(Stored dataset items)

= Beginning of Section =

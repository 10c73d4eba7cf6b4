//! Tokens produced by the scanner pipeline.

mod kind;

pub use kind::TokenKind;

use std::fmt;

use crate::Origin;

/// A classified lexeme.
///
/// `text` is the exact source slice, except for punctuation (canonical
/// text), merged tokens (documentation and multiline strings, whose lines
/// are joined with `\n`) and the synthetic document operator.
#[derive(Clone, Eq, PartialEq)]
pub struct Token {
    pub kind: TokenKind,
    pub text: String,
    pub origin: Origin,
}

impl Token {
    #[inline]
    pub fn new(kind: TokenKind, text: impl Into<String>, origin: Origin) -> Self {
        Token {
            kind,
            text: text.into(),
            origin,
        }
    }

    /// The operator token that joins documentation to the expression it
    /// annotates.
    pub fn synthetic_document(origin: Origin) -> Self {
        Token::new(TokenKind::SynthDocument, " ", origin)
    }

    /// Non-blank lines of a merged token (documentation or multiline
    /// string), trimmed.
    pub fn lines(&self) -> impl Iterator<Item = &str> {
        self.text
            .split('\n')
            .map(str::trim)
            .filter(|line| !line.is_empty())
    }
}

impl fmt::Debug for Token {
    fn fmt(&self, f: &mut fmt::Formatter<'_>) -> fmt::Result {
        write!(f, "{:?} {:?} @ {:?}", self.kind, self.text, self.origin)
    }
}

= End of Section =

### Task
Give back each entry above precisely as it was written.

### Task answer
repository 10c73d4eba7cf6b4
//! Tokens produced by the scanner pipeline.

mod kind;

pub use kind::TokenKind;

use std::fmt;

use crate::Origin;

/// A classified lexeme.
///
/// `text` is the exact source slice, except for punctuation (canonical
/// text), merged tokens (documentation and multiline strings, whose lines
/// are joined with `\n`) and the synthetic document operator.
#[derive(Clone, Eq, PartialEq)]
pub struct Token {
    pub kind: TokenKind,
    pub text: String,
    pub origin: Origin,
}

impl Token {
    #[inline]
    pub fn new(kind: TokenKind, text: impl Into<String>, origin: Origin) -> Self {
        Token {
            kind,
            text: text.into(),
            origin,
        }
    }

    /// The operator token that joins documentation to the expression it
    /// annotates.
    pub fn synthetic_document(origin: Origin) -> Self {
        Token::new(TokenKind::SynthDocument, " ", origin)
    }

    /// Non-blank lines of a merged token (documentation or multiline
    /// string), trimmed.
    pub fn lines(&self) -> impl Iterator<Item = &str> {
        self.text
            .split('\n')
            .map(str::trim)
            .filter(|line| !line.is_empty())
    }
}

impl fmt::Debug for Token {
    fn fmt(&self, f: &mut fmt::Formatter<'_>) -> fmt::Result {
        write!(f, "{:?} {:?} @ {:?}", self.kind, self.text, self.origin)
    }
}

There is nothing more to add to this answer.